Work required :: Please repeat the data in full, character for character.

*** Block opens ***

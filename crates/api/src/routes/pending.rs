//! Review of staged transactions.

use axum::{
    Json, Router,
    extract::{Path, State},
    routing::{get, post, put},
};
use chrono::Utc;
use serde::Deserialize;
use tally_core::approval::{ApprovalOutcome, BatchResult, PendingEdit, PendingTransaction};
use tally_shared::types::{OwnerId, PendingTransactionId};

use crate::AppState;
use crate::error::ApiResult;

/// Creates the pending-review routes.
pub fn routes() -> Router<AppState> {
    Router::new()
        .route("/owners/{owner_id}/pending", get(list_pending))
        .route("/owners/{owner_id}/pending/approve", post(approve_selected))
        .route("/owners/{owner_id}/pending/reject", post(reject_selected))
        .route("/owners/{owner_id}/pending/{pending_id}", put(update_pending))
        .route(
            "/owners/{owner_id}/pending/{pending_id}/approve",
            post(approve_pending),
        )
        .route(
            "/owners/{owner_id}/pending/{pending_id}/reject",
            post(reject_pending),
        )
}

/// Request body for batch operations.
#[derive(Debug, Deserialize)]
pub struct BatchRequest {
    /// Items to process.
    pub ids: Vec<PendingTransactionId>,
}

async fn list_pending(
    State(state): State<AppState>,
    Path(owner_id): Path<OwnerId>,
) -> ApiResult<Json<Vec<PendingTransaction>>> {
    Ok(Json(state.approvals.list_pending(owner_id).await?))
}

async fn update_pending(
    State(state): State<AppState>,
    Path((owner_id, pending_id)): Path<(OwnerId, PendingTransactionId)>,
    Json(edit): Json<PendingEdit>,
) -> ApiResult<Json<PendingTransaction>> {
    let updated = state
        .approvals
        .update_pending(owner_id, pending_id, edit, Utc::now())
        .await?;
    Ok(Json(updated))
}

async fn approve_pending(
    State(state): State<AppState>,
    Path((owner_id, pending_id)): Path<(OwnerId, PendingTransactionId)>,
) -> ApiResult<Json<ApprovalOutcome>> {
    let outcome = state
        .approvals
        .approve(owner_id, pending_id, Utc::now())
        .await?;
    Ok(Json(outcome))
}

async fn reject_pending(
    State(state): State<AppState>,
    Path((owner_id, pending_id)): Path<(OwnerId, PendingTransactionId)>,
) -> ApiResult<Json<PendingTransaction>> {
    let rejected = state
        .approvals
        .reject(owner_id, pending_id, Utc::now())
        .await?;
    Ok(Json(rejected))
}

async fn approve_selected(
    State(state): State<AppState>,
    Path(owner_id): Path<OwnerId>,
    Json(request): Json<BatchRequest>,
) -> ApiResult<Json<BatchResult>> {
    let result = state
        .approvals
        .approve_selected(owner_id, &request.ids, Utc::now())
        .await?;
    Ok(Json(result))
}

async fn reject_selected(
    State(state): State<AppState>,
    Path(owner_id): Path<OwnerId>,
    Json(request): Json<BatchRequest>,
) -> ApiResult<Json<BatchResult>> {
    let result = state
        .approvals
        .reject_selected(owner_id, &request.ids, Utc::now())
        .await?;
    Ok(Json(result))
}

*** Block closes ***

Response area ::
filename crates/api/src/routes/pending.rs
//! Review of staged transactions.

use axum::{
    Json, Router,
    extract::{Path, State},
    routing::{get, post, put},
};
use chrono::Utc;
use serde::Deserialize;
use tally_core::approval::{ApprovalOutcome, BatchResult, PendingEdit, PendingTransaction};
use tally_shared::types::{OwnerId, PendingTransactionId};

use crate::AppState;
use crate::error::ApiResult;

/// Creates the pending-review routes.
pub fn routes() -> Router<AppState> {
    Router::new()
        .route("/owners/{owner_id}/pending", get(list_pending))
        .route("/owners/{owner_id}/pending/approve", post(approve_selected))
        .route("/owners/{owner_id}/pending/reject", post(reject_selected))
        .route("/owners/{owner_id}/pending/{pending_id}", put(update_pending))
        .route(
            "/owners/{owner_id}/pending/{pending_id}/approve",
            post(approve_pending),
        )
        .route(
            "/owners/{owner_id}/pending/{pending_id}/reject",
            post(reject_pending),
        )
}

/// Request body for batch operations.
#[derive(Debug, Deserialize)]
pub struct BatchRequest {
    /// Items to process.
    pub ids: Vec<PendingTransactionId>,
}

async fn list_pending(
    State(state): State<AppState>,
    Path(owner_id): Path<OwnerId>,
) -> ApiResult<Json<Vec<PendingTransaction>>> {
    Ok(Json(state.approvals.list_pending(owner_id).await?))
}

async fn update_pending(
    State(state): State<AppState>,
    Path((owner_id, pending_id)): Path<(OwnerId, PendingTransactionId)>,
    Json(edit): Json<PendingEdit>,
) -> ApiResult<Json<PendingTransaction>> {
    let updated = state
        .approvals
        .update_pending(owner_id, pending_id, edit, Utc::now())
        .await?;
    Ok(Json(updated))
}

async fn approve_pending(
    State(state): State<AppState>,
    Path((owner_id, pending_id)): Path<(OwnerId, PendingTransactionId)>,
) -> ApiResult<Json<ApprovalOutcome>> {
    let outcome = state
        .approvals
        .approve(owner_id, pending_id, Utc::now())
        .await?;
    Ok(Json(outcome))
}

async fn reject_pending(
    State(state): State<AppState>,
    Path((owner_id, pending_id)): Path<(OwnerId, PendingTransactionId)>,
) -> ApiResult<Json<PendingTransaction>> {
    let rejected = state
        .approvals
        .reject(owner_id, pending_id, Utc::now())
        .await?;
    Ok(Json(rejected))
}

async fn approve_selected(
    State(state): State<AppState>,
    Path(owner_id): Path<OwnerId>,
    Json(request): Json<BatchRequest>,
) -> ApiResult<Json<BatchResult>> {
    let result = state
        .approvals
        .approve_selected(owner_id, &request.ids, Utc::now())
        .await?;
    Ok(Json(result))
}

async fn reject_selected(
    State(state): State<AppState>,
    Path(owner_id): Path<OwnerId>,
    Json(request): Json<BatchRequest>,
) -> ApiResult<Json<BatchResult>> {
    let result = state
        .approvals
        .reject_selected(owner_id, &request.ids, Utc::now())
        .await?;
    Ok(Json(result))
}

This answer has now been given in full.